Azerbaijan stepped back from the maximalist version of this project in February, and, after the September offensive, began giving assurances that it would no longer insist on a corridor and would instead make do with an alternative route through Iran.
But Armenians are wary of these assurances, particularly given Russia’s apparent interest in the Zangezur corridor project.
Fears persist in Armenia that Azerbaijan will use force to make the corridor a reality, and continued rhetoric from Baku about “Western Azerbaijan” is doing nothing to allay these fears. This is the notion that parts of Armenian territory rightfully belong to Azerbaijan, or that, at the very least, Azerbaijanis have the right to settle in formerly Azerbaijani-populated parts of Armenia.
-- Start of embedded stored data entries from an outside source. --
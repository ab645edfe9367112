//! Detector configuration.
//!
//! Configuration is a JSON document; every field is optional and falls back
//! to its default. Model file locations can also be set from the
//! environment.

use std::fmt;
use std::path::{Path, PathBuf};
use std::str::FromStr;

use serde::{Deserialize, Serialize};
use thiserror::Error;
use tracing::debug;

use crate::classifier::verdict::{DEFAULT_CONTEXT_THRESHOLD, DEFAULT_PROFANE_THRESHOLD};
use crate::classifier::{ModelConfig, Thresholds};

/// Environment variable overriding the ONNX model path.
pub const ENV_MODEL_PATH: &str = "VNFILTER_MODEL_PATH";

/// Environment variable overriding the tokenizer path.
pub const ENV_TOKENIZER_PATH: &str = "VNFILTER_TOKENIZER_PATH";

/// Errors that can occur while loading configuration.
#[derive(Debug, Error)]
pub enum ConfigError {
    /// The config file could not be read.
    #[error("Failed to read config {path}: {source}")]
    Io {
        path: PathBuf,
        #[source]
        source: std::io::Error,
    },

    /// The config file is not valid JSON for this schema.
    #[error("Invalid config JSON: {0}")]
    Parse(#[from] serde_json::Error),

    /// A value is out of range.
    #[error("Invalid config: {0}")]
    Invalid(String),
}

/// Which detection path answers requests.
#[derive(Debug, Clone, Copy, Default, PartialEq, Eq, Serialize, Deserialize)]
#[serde(rename_all = "snake_case")]
pub enum Strategy {
    /// Rule-based pattern detector.
    #[default]
    Pattern,
    /// PhoBERT token classifier.
    Model,
}

impl Strategy {
    /// Returns the strategy name.
    pub fn as_str(&self) -> &'static str {
        match self {
            Strategy::Pattern => "pattern",
            Strategy::Model => "model",
        }
    }
}

impl fmt::Display for Strategy {
    fn fmt(&self, f: &mut fmt::Formatter<'_>) -> fmt::Result {
        f.write_str(self.as_str())
    }
}

impl FromStr for Strategy {
    type Err = ConfigError;

    fn from_str(s: &str) -> Result<Self, Self::Err> {
        match s.trim().to_ascii_lowercase().as_str() {
            "pattern" | "patterns" => Ok(Strategy::Pattern),
            "model" | "ml" => Ok(Strategy::Model),
            other => Err(ConfigError::Invalid(format!(
                "unknown strategy '{}' (expected 'pattern' or 'model')",
                other
            ))),
        }
    }
}

/// Configuration for [`ProfanityDetector`](crate::ProfanityDetector).
#[derive(Debug, Clone, PartialEq, Serialize, Deserialize)]
#[serde(default)]
pub struct DetectorConfig {
    /// Detection path.
    pub strategy: Strategy,
    /// Pattern confidence a text must exceed to be profane.
    pub profane_threshold: f32,
    /// Context score at which tone alone makes a text profane.
    pub context_threshold: f32,
    /// Answer with the pattern detector while the model is unavailable.
    pub fallback_to_patterns: bool,
    /// Token classifier settings, used by the model strategy.
    pub model: ModelConfig,
}

impl Default for DetectorConfig {
    fn default() -> Self {
        Self {
            strategy: Strategy::default(),
            profane_threshold: DEFAULT_PROFANE_THRESHOLD,
            context_threshold: DEFAULT_CONTEXT_THRESHOLD,
            fallback_to_patterns: false,
            model: ModelConfig::default(),
        }
    }
}

impl DetectorConfig {
    /// Loads and validates a config file.
    pub fn from_path(path: impl AsRef<Path>) -> Result<Self, ConfigError> {
        let path = path.as_ref();
        let contents = std::fs::read_to_string(path).map_err(|source| ConfigError::Io {
            path: path.to_path_buf(),
            source,
        })?;
        let config = Self::from_json(&contents)?;
        debug!(path = %path.display(), strategy = %config.strategy, "Loaded config");
        Ok(config)
    }

    /// Parses and validates a JSON config.
    pub fn from_json(json: &str) -> Result<Self, ConfigError> {
        let config: Self = serde_json::from_str(json)?;
        config.validate()?;
        Ok(config)
    }

    /// Applies `VNFILTER_MODEL_PATH` and `VNFILTER_TOKENIZER_PATH`.
    pub fn with_env_overrides(self) -> Self {
        self.with_overrides(|key| std::env::var(key).ok())
    }

    fn with_overrides(mut self, lookup: impl Fn(&str) -> Option<String>) -> Self {
        if let Some(path) = lookup(ENV_MODEL_PATH).filter(|p| !p.is_empty()) {
            self.model.model_path = PathBuf::from(path);
        }
        if let Some(path) = lookup(ENV_TOKENIZER_PATH).filter(|p| !p.is_empty()) {
            self.model.tokenizer_path = PathBuf::from(path);
        }
        self
    }

    /// Checks that thresholds are probabilities and the sequence length is usable.
    pub fn validate(&self) -> Result<(), ConfigError> {
        let thresholds = [
            ("profane_threshold", self.profane_threshold),
            ("context_threshold", self.context_threshold),
            ("model.threshold", self.model.threshold),
        ];
        for (name, value) in thresholds {
            if !(0.0..=1.0).contains(&value) {
                return Err(ConfigError::Invalid(format!(
                    "{} must be between 0 and 1, got {}",
                    name, value
                )));
            }
        }
        if self.model.max_length == 0 {
            return Err(ConfigError::Invalid(
                "model.max_length must be greater than 0".to_string(),
            ));
        }
        Ok(())
    }

    /// Thresholds for the pattern detector.
    pub fn thresholds(&self) -> Thresholds {
        Thresholds {
            profane: self.profane_threshold,
            context: self.context_threshold,
        }
    }
}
These concerns are shared by the EU, which has called on Azerbaijan to commit to respecting Armenian territory and by the U.S., where, according to Politico, Secretary of State Antony Blinken briefed members of Congress in early October on the risk of an Azerbaiajni invasion of Armenia. (The State Department rejected this report.)
The Lemkin Genocide Prevention Institute issued a “red flag alert” on November 1 over a possible “invasion of Armenia by Azerbaijan in the coming days and weeks.”
On November 2, the US State Department told the Voice of America’s Armenian service: “Any violation of Armenia’s territorial integrity will have serious consequences.”